Elionix Inc., a Japanese SEM manufacturer, is providing the 3D microscope to SRI in exchange for technical feedback on how to further utilize the equipment.

“This research partnership between SRI International and Elionix will lead to improved techniques for the research and failure analysis communities,” said Osamu Karatsu, executive director of SRI Japan. “The equipment will help us advance SRI’s FRASTA technology, and Elionix will obtain new ideas on how to improve and extend the capabilities of its scanning electron microscope.”

FRASTA analyzes the topographies of conjugate fracture surfaces, allowing a failure event to be replayed in microscopic detail. Current efforts aim to generate the microfracture evolution data necessary for computational models that predict aircraft component lifetimes.

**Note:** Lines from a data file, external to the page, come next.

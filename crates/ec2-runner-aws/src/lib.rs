// ec2-runner-aws: EC2 side of the on-demand runner action.
// The `Ec2Api` trait isolates the four remote calls the action makes, so the
// controller logic can be exercised against a recording fake in tests while
// production uses the AWS SDK client.

pub mod controller;
pub mod ec2;

use anyhow::Result;
use async_trait::async_trait;

pub use controller::InstanceController;
pub use ec2::Ec2Client;

/// The EC2 operations used by the action, one method per remote call.
#[async_trait]
pub trait Ec2Api: Send + Sync {
    /// Write the cloud-init document to the instance's user-data attribute.
    /// EC2 only accepts this while the instance is stopped.
    async fn set_user_data(&self, instance_id: &str, user_data: &str) -> Result<()>;

    /// Start the instance, returning the instance id echoed by the API.
    async fn start_instance(&self, instance_id: &str) -> Result<String>;

    async fn stop_instance(&self, instance_id: &str) -> Result<()>;

    /// Block until the instance reports the `running` state, or the bounded
    /// provider polling gives up.
    async fn wait_until_running(&self, instance_id: &str) -> Result<()>;
}
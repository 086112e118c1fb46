// Entry point for the on-demand EC2 runner action.
//
// `mode=start` provisions the ephemeral runner: fetch a registration token,
// write the bootstrap user-data, start the instance, publish the step
// outputs, and wait until both EC2 and GitHub report it ready.
// `mode=stop` stops the instance and removes the runner registration.

use ec2_runner_aws::{Ec2Client, InstanceController};
use ec2_runner_common::{actions, generate_unique_label, Config, GithubClient, Mode};

fn main() {
    let runtime = tokio::runtime::Builder::new_multi_thread()
        .enable_all()
        .build()
        .expect("Failed to build Tokio runtime");

    let exit_code = runtime.block_on(run());
    std::process::exit(exit_code);
}

// INFO by default, but an operator-provided `RUST_LOG` wins outright.
fn env_filter() -> tracing_subscriber::EnvFilter {
    tracing_subscriber::EnvFilter::try_from_default_env()
        .unwrap_or_else(|_| tracing_subscriber::EnvFilter::new("info"))
}

async fn run() -> i32 {
    tracing_subscriber::fmt().with_env_filter(env_filter()).init();

    // Configuration errors are operator errors: reported once, fatal, and
    // raised before any remote call is attempted.
    let config = match Config::from_env() {
        Ok(config) => config,
        Err(error) => {
            tracing::error!("{error}");
            return 1;
        }
    };

    let result = match config.mode {
        Mode::Start => start(&config).await,
        Mode::Stop => stop(&config).await,
    };

    match result {
        Ok(()) => 0,
        Err(error) => {
            tracing::error!("{error:#}");
            1
        }
    }
}

async fn start(config: &Config) -> anyhow::Result<()> {
    let label = generate_unique_label();

    let github = GithubClient::new(config)?;
    let registration_token = github.registration_token().await?;

    let ec2 = Ec2Client::from_env().await;
    let controller = InstanceController::new(&ec2, config);
    let instance_id = controller.start(&label, &registration_token).await?;

    actions::set_output("label", &label)?;
    actions::set_output("ec2-instance-id", &instance_id)?;

    controller.wait_until_running(&instance_id).await?;
    github.wait_for_runner_registered(&label).await
}

async fn stop(config: &Config) -> anyhow::Result<()> {
    let ec2 = Ec2Client::from_env().await;
    let controller = InstanceController::new(&ec2, config);
    controller.stop().await?;

    if let Some(label) = config.label.as_deref() {
        let github = GithubClient::new(config)?;
        github.remove_runner(label).await?;
    }
    Ok(())
}
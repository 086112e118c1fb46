// Action configuration mapping the `action.yml` input surface.
// Constructed once by the caller and passed explicitly to every operation;
// validation is fail-fast and never retried.

use crate::actions;
use rand::Rng;
use serde::Deserialize;
use std::fmt;
use std::str::FromStr;
use thiserror::Error;

/// A fatal configuration problem. These surface before any remote call is
/// attempted and fail the job immediately.
#[derive(Debug, Error)]
pub enum ConfigError {
    #[error("The 'mode' input is not specified")]
    MissingMode,

    #[error("Unknown mode '{0}', allowed values: start, stop")]
    UnknownMode(String),

    #[error("The 'ec2-instance-id' input is not specified")]
    MissingInstanceId,

    #[error("The 'aws-resource-tags' input is not a valid JSON array: {0}")]
    InvalidTags(#[source] serde_json::Error),

    #[error("GITHUB_REPOSITORY is not set in 'owner/repo' format")]
    InvalidRepository,
}

/// What the action should do with the configured instance.
#[derive(Debug, Clone, Copy, PartialEq, Eq)]
pub enum Mode {
    Start,
    Stop,
}

impl fmt::Display for Mode {
    fn fmt(&self, f: &mut fmt::Formatter<'_>) -> fmt::Result {
        match self {
            Mode::Start => write!(f, "start"),
            Mode::Stop => write!(f, "stop"),
        }
    }
}

impl FromStr for Mode {
    type Err = ConfigError;

    fn from_str(s: &str) -> Result<Self, Self::Err> {
        match s {
            "start" => Ok(Mode::Start),
            "stop" => Ok(Mode::Stop),
            other => Err(ConfigError::UnknownMode(other.to_string())),
        }
    }
}

/// One `{Key, Value}` pair from the `aws-resource-tags` input.
#[derive(Debug, Clone, PartialEq, Eq, Deserialize)]
pub struct ResourceTag {
    #[serde(rename = "Key")]
    pub key: String,
    #[serde(rename = "Value")]
    pub value: String,
}

/// Tags grouped by the resource they apply to, mirroring the shape of the
/// EC2 tag-specification parameter.
#[derive(Debug, Clone, PartialEq, Eq)]
pub struct TagSpecification {
    pub resource_type: &'static str,
    pub tags: Vec<ResourceTag>,
}

/// The repository this workflow run belongs to, split out of the
/// `GITHUB_REPOSITORY` variable the runtime provides in `owner/repo` format.
#[derive(Debug, Clone, PartialEq, Eq)]
pub struct GithubContext {
    pub owner: String,
    pub repo: String,
}

/// Immutable action configuration.
#[derive(Debug, Clone)]
pub struct Config {
    pub mode: Mode,
    pub github_token: String,
    pub ec2_instance_id: String,
    pub iam_role_name: Option<String>,
    pub runner_home_dir: Option<String>,
    /// The runner label to deregister in stop mode, produced by a previous
    /// start-mode step.
    pub label: Option<String>,
    pub tag_specifications: Option<Vec<TagSpecification>>,
    pub github_context: GithubContext,
}

impl Config {
    /// Load the configuration from the action environment.
    pub fn from_env() -> Result<Self, ConfigError> {
        Self::from_source(actions::get_input, std::env::var("GITHUB_REPOSITORY").ok())
    }

    /// Build a configuration from a pluggable input source, so callers and
    /// tests need not mutate the process environment. `repository` carries
    /// the `GITHUB_REPOSITORY` value in `owner/repo` format.
    pub fn from_source<F>(input: F, repository: Option<String>) -> Result<Self, ConfigError>
    where
        F: Fn(&str) -> Option<String>,
    {
        let mode = input("mode").ok_or(ConfigError::MissingMode)?.parse()?;
        let ec2_instance_id = input("ec2-instance-id").ok_or(ConfigError::MissingInstanceId)?;

        let tags: Vec<ResourceTag> = match input("aws-resource-tags") {
            Some(raw) => serde_json::from_str(&raw).map_err(ConfigError::InvalidTags)?,
            None => Vec::new(),
        };
        let tag_specifications = if tags.is_empty() {
            None
        } else {
            Some(vec![
                TagSpecification {
                    resource_type: "instance",
                    tags: tags.clone(),
                },
                TagSpecification {
                    resource_type: "volume",
                    tags,
                },
            ])
        };

        let github_context = repository
            .as_deref()
            .and_then(|repository| repository.split_once('/'))
            .filter(|(owner, repo)| !owner.is_empty() && !repo.is_empty())
            .map(|(owner, repo)| GithubContext {
                owner: owner.to_string(),
                repo: repo.to_string(),
            })
            .ok_or(ConfigError::InvalidRepository)?;

        Ok(Self {
            mode,
            github_token: input("github-token").unwrap_or_default(),
            ec2_instance_id,
            iam_role_name: input("iam-role-name"),
            runner_home_dir: input("runner-home-dir"),
            label: input("label"),
            tag_specifications,
            github_context,
        })
    }
}

/// Generate the short random label that ties a runner registration to this
/// workflow run.
pub fn generate_unique_label() -> String {
    const CHARSET: &[u8] = b"abcdefghijklmnopqrstuvwxyz0123456789";
    let mut rng = rand::thread_rng();
    (0..5)
        .map(|_| CHARSET[rng.gen_range(0..CHARSET.len())] as char)
        .collect()
}
//! Probe module for reading stream and container metadata.
//!
//! Runs ffprobe with JSON output and maps the payload onto a
//! [`MediaDescription`]. Fields missing from the payload stay `None`; the
//! consumers apply their own defaults.

use crate::media::{CodecDescriptor, FormatDescriptor, MediaDescription, StreamDescriptor, StreamKind};
use crate::process::{run_captured, ProcessError};
use std::path::Path;
use thiserror::Error;
use tracing::{debug, info};

/// Error type for probe operations.
#[derive(Debug, Error)]
pub enum ProbeError {
    /// The payload parsed but lists no streams.
    #[error("not media: probe output contains no streams")]
    NotMedia,

    /// Failed to parse ffprobe JSON output.
    #[error("failed to parse ffprobe output: {0}")]
    Parse(String),

    /// ffprobe could not be run or exited with an error.
    #[error(transparent)]
    Process(#[from] ProcessError),
}

/// Raw ffprobe JSON structures for parsing.
///
/// ffprobe prints most numbers as strings, so numeric fields accept both.
mod ffprobe_json {
    use serde::{Deserialize, Deserializer};
    use serde_json::Value;
    use std::str::FromStr;

    #[derive(Debug, Deserialize)]
    pub struct FfprobeOutput {
        pub streams: Option<Vec<Stream>>,
        pub format: Option<Format>,
    }

    #[derive(Debug, Deserialize)]
    pub struct Stream {
        pub codec_type: Option<String>,
        pub codec_name: Option<String>,
        pub codec_long_name: Option<String>,
        pub codec_time_base: Option<String>,
        pub codec_tag_string: Option<String>,
        #[serde(default, deserialize_with = "lenient_string")]
        pub is_avc: Option<String>,

        #[serde(default, deserialize_with = "lenient_number")]
        pub width: Option<u32>,
        #[serde(default, deserialize_with = "lenient_number")]
        pub height: Option<u32>,
        pub sample_aspect_ratio: Option<String>,
        pub display_aspect_ratio: Option<String>,
        pub pix_fmt: Option<String>,
        #[serde(default, deserialize_with = "lenient_string")]
        pub bits_per_raw_sample: Option<String>,

        pub sample_fmt: Option<String>,
        #[serde(default, deserialize_with = "lenient_string")]
        pub sample_rate: Option<String>,
        #[serde(default, deserialize_with = "lenient_number")]
        pub channels: Option<u32>,
        pub channel_layout: Option<String>,
        #[serde(default, deserialize_with = "lenient_number")]
        pub bits_per_sample: Option<u32>,

        pub time_base: Option<String>,
        #[serde(default, deserialize_with = "lenient_string")]
        pub start_time: Option<String>,
        #[serde(default, deserialize_with = "lenient_number")]
        pub duration_ts: Option<u64>,
        #[serde(default, deserialize_with = "lenient_string")]
        pub duration: Option<String>,
        #[serde(default, deserialize_with = "lenient_string")]
        pub bit_rate: Option<String>,
        #[serde(default, deserialize_with = "lenient_string")]
        pub max_bit_rate: Option<String>,
        #[serde(default, deserialize_with = "lenient_string")]
        pub nb_frames: Option<String>,
    }

    #[derive(Debug, Deserialize)]
    pub struct Format {
        pub format_name: Option<String>,
        pub format_long_name: Option<String>,
        #[serde(default, deserialize_with = "lenient_string")]
        pub start_time: Option<String>,
        #[serde(default, deserialize_with = "lenient_number")]
        pub duration: Option<f64>,
        #[serde(default, deserialize_with = "lenient_number")]
        pub bit_rate: Option<u64>,
        #[serde(default, deserialize_with = "lenient_number")]
        pub max_bit_rate: Option<u64>,
    }

    fn lenient_string<'de, D>(deserializer: D) -> Result<Option<String>, D::Error>
    where
        D: Deserializer<'de>,
    {
        Ok(match Option::<Value>::deserialize(deserializer)? {
            Some(Value::String(s)) => Some(s),
            Some(Value::Number(n)) => Some(n.to_string()),
            Some(Value::Bool(b)) => Some(b.to_string()),
            _ => None,
        })
    }

    // Non-numeric strings such as "N/A" become None.
    fn lenient_number<'de, D, T>(deserializer: D) -> Result<Option<T>, D::Error>
    where
        D: Deserializer<'de>,
        T: FromStr,
    {
        Ok(match Option::<Value>::deserialize(deserializer)? {
            Some(Value::String(s)) => s.trim().parse().ok(),
            Some(Value::Number(n)) => n.to_string().parse().ok(),
            _ => None,
        })
    }
}

/// Arguments for a JSON probe of `input`.
pub fn probe_args(input: &Path) -> Vec<String> {
    vec![
        "-v".to_string(),
        "quiet".to_string(),
        "-print_format".to_string(),
        "json".to_string(),
        "-show_streams".to_string(),
        "-show_format".to_string(),
        input.to_string_lossy().into_owned(),
    ]
}

/// Probes a media file and returns its description.
///
/// Field order and loudness are left unset; later analysis phases fill them.
pub async fn probe_file(ffprobe: &Path, input: &Path) -> Result<MediaDescription, ProbeError> {
    let output = run_captured(ffprobe, &probe_args(input)).await?;
    debug!(input = %input.display(), stderr = %output.stderr.trim(), "ffprobe finished");

    let media = parse_probe_output(&input.to_string_lossy(), &output.stdout)?;
    info!(
        input = %input.display(),
        streams = media.streams.len(),
        duration = ?media.format.duration,
        "probed media"
    );
    Ok(media)
}

/// Parses ffprobe JSON output into a MediaDescription named `name`.
pub fn parse_probe_output(name: &str, json_str: &str) -> Result<MediaDescription, ProbeError> {
    let ffprobe: ffprobe_json::FfprobeOutput =
        serde_json::from_str(json_str).map_err(|e| ProbeError::Parse(e.to_string()))?;

    let streams = ffprobe.streams.unwrap_or_default();
    if streams.is_empty() {
        return Err(ProbeError::NotMedia);
    }

    let streams = streams.into_iter().map(map_stream).collect();
    let format = ffprobe.format.map(map_format).unwrap_or_default();

    Ok(MediaDescription {
        name: name.to_string(),
        streams,
        format,
        field_order: None,
        loudness: None,
    })
}

fn map_stream(s: ffprobe_json::Stream) -> StreamDescriptor {
    let kind = s.codec_type.as_deref().map(|t| match t {
        "audio" => StreamKind::Audio,
        "video" => StreamKind::Video,
        _ => StreamKind::Other,
    });

    StreamDescriptor {
        codec: CodecDescriptor {
            kind,
            name: s.codec_name,
            long_name: s.codec_long_name,
            time_base: s.codec_time_base,
            tag_string: s.codec_tag_string,
            is_avc: s.is_avc,
        },
        width: s.width,
        height: s.height,
        sample_aspect_ratio: s.sample_aspect_ratio,
        display_aspect_ratio: s.display_aspect_ratio,
        pix_fmt: s.pix_fmt,
        bits_per_raw_sample: s.bits_per_raw_sample,
        sample_fmt: s.sample_fmt,
        sample_rate: s.sample_rate,
        channels: s.channels,
        channel_layout: s.channel_layout,
        bits_per_sample: s.bits_per_sample,
        time_base: s.time_base,
        start_time: s.start_time,
        duration_ts: s.duration_ts,
        duration: s.duration,
        bit_rate: s.bit_rate,
        max_bit_rate: s.max_bit_rate,
        nb_frames: s.nb_frames,
    }
}

fn map_format(f: ffprobe_json::Format) -> FormatDescriptor {
    FormatDescriptor {
        name: f.format_name,
        long_name: f.format_long_name,
        start_time: f.start_time,
        duration: f.duration,
        bit_rate: f.bit_rate,
        max_bit_rate: f.max_bit_rate,
    }
}
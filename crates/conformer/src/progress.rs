//! Encoder status line parsing.

use crate::scanner::{capture_f64, capture_u64, PatternScanner};
use regex::{Captures, Regex};
use serde::Serialize;
use std::sync::OnceLock;
use tracing::trace;

fn status_regex() -> &'static Regex {
    static RE: OnceLock<Regex> = OnceLock::new();
    RE.get_or_init(|| {
        Regex::new(
            r"frame=\s*(?P<frame>\d+)\s+fps=\s*(?P<fps>[\d.]+)\s+q=\s*-?[\d.]+\s+L?size=\s*\S+\s+time=\s*(?P<h>\d+):(?P<m>\d{2}):(?P<s>\d{2}(?:\.\d+)?)\s+bitrate=\s*(?P<bitrate>\S+)(?:\s+\w+=\s*\S+)*\s+speed=\s*(?P<speed>[\d.]+|N/A)x?",
        )
        .expect("status pattern is valid")
    })
}

/// One encoder status line.
#[derive(Debug, Clone, PartialEq, Serialize)]
pub struct ProgressSample {
    pub frame: u64,
    pub fps: f64,
    /// Output timestamp in seconds.
    pub elapsed_secs: f64,
    pub bitrate: String,
    /// Encoding speed relative to realtime, `None` when not reported.
    pub speed: Option<f64>,
}

impl ProgressSample {
    fn from_captures(caps: &Captures<'_>) -> Option<Self> {
        let hours = capture_f64(caps, "h")?;
        let minutes = capture_f64(caps, "m")?;
        let seconds = capture_f64(caps, "s")?;
        Some(Self {
            frame: capture_u64(caps, "frame")?,
            fps: capture_f64(caps, "fps")?,
            elapsed_secs: hours * 3600.0 + minutes * 60.0 + seconds,
            bitrate: caps.name("bitrate")?.as_str().to_string(),
            speed: capture_f64(caps, "speed"),
        })
    }

    /// Fraction of `total_secs` encoded so far. Not clamped to `[0, 1]`.
    pub fn fraction_of(&self, total_secs: f64) -> f64 {
        self.elapsed_secs / total_secs
    }
}

/// Turns the encoder's stderr into completion fractions.
#[derive(Debug)]
pub struct ProgressParser {
    total_secs: Option<f64>,
    scanner: PatternScanner,
    last: Option<ProgressSample>,
}

impl ProgressParser {
    /// A parser for a source of `total_secs` seconds. Unknown or zero
    /// durations disable progress reporting.
    pub fn new(total_secs: Option<f64>) -> Self {
        Self {
            total_secs: total_secs.filter(|t| *t > 0.0),
            scanner: PatternScanner::new(status_regex()),
            last: None,
        }
    }

    /// Feeds a stderr chunk, calling `on_progress` with the fraction of each
    /// complete status line.
    pub fn feed<F>(&mut self, chunk: &str, mut on_progress: F)
    where
        F: FnMut(f64),
    {
        let Some(total) = self.total_secs else {
            return;
        };
        let last = &mut self.last;
        self.scanner.feed(chunk, |caps| {
            if let Some(sample) = ProgressSample::from_captures(caps) {
                let fraction = sample.fraction_of(total);
                trace!(frame = sample.frame, fraction, "encoder progress");
                on_progress(fraction);
                *last = Some(sample);
            }
        });
    }

    /// Most recent status line seen.
    pub fn last_sample(&self) -> Option<&ProgressSample> {
        self.last.as_ref()
    }
}

#[cfg(test)]
mod tests {
    use super::*;
    use proptest::prelude::*;

    const STATUS: &str = "frame=  250 fps= 49 q=28.0 size=    1024kB time=00:00:10.00 bitrate= 838.9kbits/s speed=1.96x    \r";

    fn fractions(parser: &mut ProgressParser, chunks: &[&str]) -> Vec<f64> {
        let mut seen = Vec::new();
        for chunk in chunks {
            parser.feed(chunk, |f| seen.push(f));
        }
        seen
    }

    #[test]
    fn test_status_line_fraction() {
        let mut parser = ProgressParser::new(Some(40.0));
        assert_eq!(fractions(&mut parser, &[STATUS]), vec![0.25]);

        let sample = parser.last_sample().unwrap();
        assert_eq!(sample.frame, 250);
        assert_eq!(sample.fps, 49.0);
        assert_eq!(sample.elapsed_secs, 10.0);
        assert_eq!(sample.bitrate, "838.9kbits/s");
        assert_eq!(sample.speed, Some(1.96));
    }

    #[test]
    fn test_dup_and_drop_counters_before_speed() {
        let line = "frame=  250 fps= 49 q=28.0 size=    1024kB time=00:00:05.00 bitrate= 838.9kbits/s dup=125 drop=0 speed=1.96x\r";
        let mut parser = ProgressParser::new(Some(10.0));
        assert_eq!(fractions(&mut parser, &[line]), vec![0.5]);
        assert_eq!(parser.last_sample().unwrap().speed, Some(1.96));
    }

    #[test]
    fn test_final_lsize_line() {
        let line = "frame= 1000 fps=120 q=-1.0 Lsize=    4096kB time=01:02:03.50 bitrate= 900.0kbits/s speed=15.1x\n";
        let mut parser = ProgressParser::new(Some(3723.5));
        assert_eq!(fractions(&mut parser, &[line]), vec![1.0]);
    }

    #[test]
    fn test_fraction_is_not_clamped() {
        let mut parser = ProgressParser::new(Some(5.0));
        let seen = fractions(&mut parser, &[STATUS]);
        assert_eq!(seen, vec![2.0]);
    }

    #[test]
    fn test_unknown_duration_is_noop() {
        let mut parser = ProgressParser::new(None);
        assert!(fractions(&mut parser, &[STATUS]).is_empty());

        let mut parser = ProgressParser::new(Some(0.0));
        assert!(fractions(&mut parser, &[STATUS]).is_empty());
    }

    #[test]
    fn test_malformed_lines_are_ignored() {
        let mut parser = ProgressParser::new(Some(10.0));
        let seen = fractions(
            &mut parser,
            &["Press [q] to stop\n", "frame=  N/A fps=0.0\r", "Input #0, mov\n"],
        );
        assert!(seen.is_empty());
        assert!(parser.last_sample().is_none());
    }

    #[test]
    fn test_status_line_split_across_chunks() {
        let mut parser = ProgressParser::new(Some(20.0));
        let (a, b) = STATUS.split_at(37);
        assert_eq!(fractions(&mut parser, &[a, b]), vec![0.5]);
    }

    proptest! {
        #![proptest_config(ProptestConfig::with_cases(100))]

        #[test]
        fn prop_fraction_matches_timestamp(h in 0u32..10, m in 0u32..60, s in 0u32..60, total in 1u32..100_000) {
            let line = format!(
                "frame=  1 fps=0.0 q=0.0 size=       0kB time={:02}:{:02}:{:02}.00 bitrate=N/A speed=N/A\r",
                h, m, s
            );
            let mut parser = ProgressParser::new(Some(total as f64));
            let seen = fractions(&mut parser, &[&line]);
            let elapsed = (h * 3600 + m * 60 + s) as f64;
            prop_assert_eq!(seen, vec![elapsed / total as f64]);
            prop_assert_eq!(parser.last_sample().unwrap().speed, None);
        }
    }
}
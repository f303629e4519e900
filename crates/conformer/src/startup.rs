//! Startup checks
//!
//! Verifies that the engine binaries can be run and that the engine is new
//! enough for the enabled analysis features.

use crate::config::Config;
use crate::process::run_captured;
use std::path::Path;
use thiserror::Error;
use tracing::{info, warn};

/// First engine release shipping the `freezedetect` filter.
pub const FREEZEDETECT_MIN_VERSION: (u32, u32) = (4, 2);

/// Error types for startup checks
#[derive(Debug, Error)]
pub enum StartupError {
    #[error("{tool} not available: {reason}")]
    ToolUnavailable { tool: String, reason: String },

    #[error("FFmpeg version requirement not met: {0}")]
    FfmpegVersion(String),
}

/// Parse the engine's `-version` banner into (major, minor)
///
/// Handles various version formats:
/// - Standard: "ffmpeg version 4.4.2-0ubuntu0.22.04.1 ..."
/// - N-prefixed: "ffmpeg version n6.1-... ..."
/// - Major only: "ffmpeg version 7 ..."
///
/// Snapshot builds ("ffmpeg version N-109421-g...") have no release number
/// and yield `None`.
pub fn parse_ffmpeg_version(version_output: &str) -> Option<(u32, u32)> {
    let version_line = version_output
        .lines()
        .find(|line| line.to_lowercase().contains("version"))?;

    let version_part = version_line
        .to_lowercase()
        .split("version")
        .nth(1)?
        .split_whitespace()
        .next()?
        .to_string();

    let version_str = version_part.trim_start_matches('n');
    let mut parts = version_str.split(|c: char| c == '.' || c == '-');

    let major = parts.next()?.parse().ok()?;
    let minor = parts
        .next()
        .and_then(|m| m.parse().ok())
        .unwrap_or(0);
    Some((major, minor))
}

/// Check that `tool -version` runs and return its banner
pub async fn check_tool_available(tool: &Path) -> Result<String, StartupError> {
    let output = run_captured(tool, &["-version".to_string()])
        .await
        .map_err(|e| StartupError::ToolUnavailable {
            tool: tool.display().to_string(),
            reason: format!("`{} -version` failed; is it installed and in PATH? {}", tool.display(), e),
        })?;
    Ok(output.stdout)
}

/// Check the engine version against what the preset needs
///
/// Unparseable versions are accepted with a warning.
pub fn check_ffmpeg_version(cfg: &Config, version_output: &str) -> Result<(), StartupError> {
    let Some((major, minor)) = parse_ffmpeg_version(version_output) else {
        warn!(
            banner = version_output.lines().next().unwrap_or("(empty)"),
            "could not parse FFmpeg version, assuming a recent build"
        );
        return Ok(());
    };
    info!(major, minor, "FFmpeg version detected");

    if cfg.preset.freeze_frames.is_some() && (major, minor) < FREEZEDETECT_MIN_VERSION {
        return Err(StartupError::FfmpegVersion(format!(
            "freeze frame detection needs FFmpeg {}.{} or newer, got: {}.{}",
            FREEZEDETECT_MIN_VERSION.0, FREEZEDETECT_MIN_VERSION.1, major, minor
        )));
    }

    Ok(())
}

/// Run all startup checks in order
///
/// 1. ffprobe availability
/// 2. ffmpeg availability
/// 3. ffmpeg version
pub async fn run_startup_checks(cfg: &Config) -> Result<(), StartupError> {
    check_tool_available(&cfg.paths.ffprobe).await?;
    let banner = check_tool_available(&cfg.paths.ffmpeg).await?;
    check_ffmpeg_version(cfg, &banner)?;
    Ok(())
}

#[cfg(test)]
mod tests {
    use super::*;
    use crate::config::FreezeFrameSettings;
    use proptest::prelude::*;
    use std::path::PathBuf;

    proptest! {
        #![proptest_config(ProptestConfig::with_cases(100))]

        #[test]
        fn prop_version_parsing(
            major in 1u32..20,
            minor in 0u32..10,
            patch in 0u32..10,
            use_n_prefix in any::<bool>(),
        ) {
            let prefix = if use_n_prefix { "n" } else { "" };
            let output = format!(
                "ffmpeg version {}{}.{}.{} Copyright (c) 2000-2023 the FFmpeg developers\nbuilt with gcc 12",
                prefix, major, minor, patch
            );
            prop_assert_eq!(parse_ffmpeg_version(&output), Some((major, minor)));
        }
    }

    #[test]
    fn test_parse_distribution_version() {
        let output = "ffmpeg version 4.4.2-0ubuntu0.22.04.1 Copyright (c) 2000-2021";
        assert_eq!(parse_ffmpeg_version(output), Some((4, 4)));
    }

    #[test]
    fn test_parse_major_only() {
        assert_eq!(parse_ffmpeg_version("ffmpeg version 7 Copyright"), Some((7, 0)));
    }

    #[test]
    fn test_parse_snapshot_is_none() {
        let output = "ffmpeg version N-109421-g9adf02247c Copyright (c) 2000-2022";
        assert_eq!(parse_ffmpeg_version(output), None);
        assert_eq!(parse_ffmpeg_version(""), None);
    }

    #[test]
    fn test_old_engine_rejected_only_with_freeze_detection() {
        let banner = "ffmpeg version 4.1.6 Copyright (c) 2000-2020";

        let cfg = Config::default();
        assert!(cfg.preset.freeze_frames.is_none());
        assert!(check_ffmpeg_version(&cfg, banner).is_ok());

        let mut with_freeze = Config::default();
        with_freeze.preset.freeze_frames = Some(FreezeFrameSettings::default());
        assert!(matches!(
            check_ffmpeg_version(&with_freeze, banner),
            Err(StartupError::FfmpegVersion(_))
        ));
        assert!(check_ffmpeg_version(&with_freeze, "ffmpeg version 4.2 Copyright").is_ok());
    }

    #[test]
    fn test_snapshot_build_accepted() {
        let mut cfg = Config::default();
        cfg.preset.freeze_frames = Some(FreezeFrameSettings::default());
        assert!(check_ffmpeg_version(&cfg, "ffmpeg version N-109421-g9adf02247c").is_ok());
    }

    #[tokio::test]
    async fn test_missing_tool_is_unavailable() {
        let mut cfg = Config::default();
        cfg.paths.ffprobe = PathBuf::from("/nonexistent/ffprobe");
        match run_startup_checks(&cfg).await {
            Err(StartupError::ToolUnavailable { tool, .. }) => {
                assert_eq!(tool, "/nonexistent/ffprobe")
            }
            other => panic!("expected unavailable tool, got {:?}", other),
        }
    }
}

SRI researchers and engineers will also use this SEM for problem solving in many other areas of materials science, microelectronics, and biology.


A ceramic surface seen using Elionix’ e-RAM 8900FE 3D electron roughness analyzing microscope.

“A conventional SEM produces high-resolution images with deep depth-of-focus, but does not quantify surface topography,” noted SRI’s Takao Kobayashi. “Until now, FRASTA was limited to resolutions obtainable with optical microscopes, about 1000×. Elionix’s SEM can characterize topography at any magnification from 10× to 300,000×, providing quantitative 3D topographic maps and contrast images of complex, rough surfaces, as well as surfaces with delicate, ultra-fine features.”

The high-resolution capability is necessary for a current SRI research project that addresses an important safety issue with a hydrogen economy — how high-pressure hydrogen gas interacts with and embrittles the microstructures of steels used in pressure vessels and pipelines.

SRI’s FRASTA technology has been licensed to NASA in the US and to three Japanese companies including Mitsubishi Heavy Industries, Osaka Gas Company, and Chubu Electric Power Co.